Including a non-disparagement clause in a severance or settlement agreement is good practice, but enforcement of the clause is an entirely different matter.  Every effort should be made to ensure that the language defining "disparagement" is specific enough to remove all doubt as to whether the statements are actionable.  Whether an aggrieved party can quantify the the damage caused by the disparagement will be an uphill battle in most cases.

 

Non-Competes and College Football


When University of Arkansas Coach Bobby Petrino suggested non-compete agreements for assistant coaches might be on the horizon, the irony was apparent. Petrino left Louisville for the NFL's Atlanta Falcons in December 2007 then bolted 13 games into his tenure with Atlanta for Arkansas. Nevertheless, Petrino was upset defensive coach Lorenzo Ward was leaving for South Carolina. Petrino's own contract restricts him from accepting employment with a South Eastern Conference school in the western division until 2012, but non-competes are not common for assistants. This week Petrino announced the hiring of a new assistant coach with no mention of a non-compete.

The enforceability of non-compete agreements varies from state to state. Would an assistant coach non-compete be enforceable in Texas? Texas non-competes must comply with Section 15.50 of the Texas Business and Commerce Code.

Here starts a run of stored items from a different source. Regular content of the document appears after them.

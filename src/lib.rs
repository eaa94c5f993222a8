//! Flight Delay Pipeline Library
//!
//! Real-time scoring of scheduled departures for delay risk: leakage-safe
//! risk feature derivation, fixed-schema vector assembly, and calibrated
//! threshold decisions over interchangeable scoring models.

pub mod audit;
pub mod config;
pub mod consumer;
pub mod error;
pub mod features;
pub mod metrics;
pub mod models;
pub mod producer;
pub mod types;

pub use config::AppConfig;
pub use consumer::RequestConsumer;
pub use error::{ArtifactError, PipelineError};
pub use features::pipeline::{FeaturePipeline, PreprocessorState};
pub use models::inference::DecisionEngine;
pub use models::registry::{ModelKind, ModelRegistry};
pub use producer::DecisionProducer;
pub use types::{decision::PredictionDecision, decision::ScoreResponse, flight::FlightRecord, flight::ScoreRequest};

Typically an employment based non-compete is used to prevent former employees from using company trade-secrets in a competing venture. What would the trade secret be for a coach? Strategies and plays are evident during every game. There is no secret Coke-like formula, though I'm sure a creative lawyer could find something to hang their client's hat on for purposes of filing suit. Mark Cuban claimed former coach Don Nelson used Mavericks' secrets when the Warriors defeated his team in the first round of the 2006 playoffs.

For now, Petrino will have to get used to assistant coaches leaving. Of course, Lorenzo Ward didn't leave his team during the middle of the season.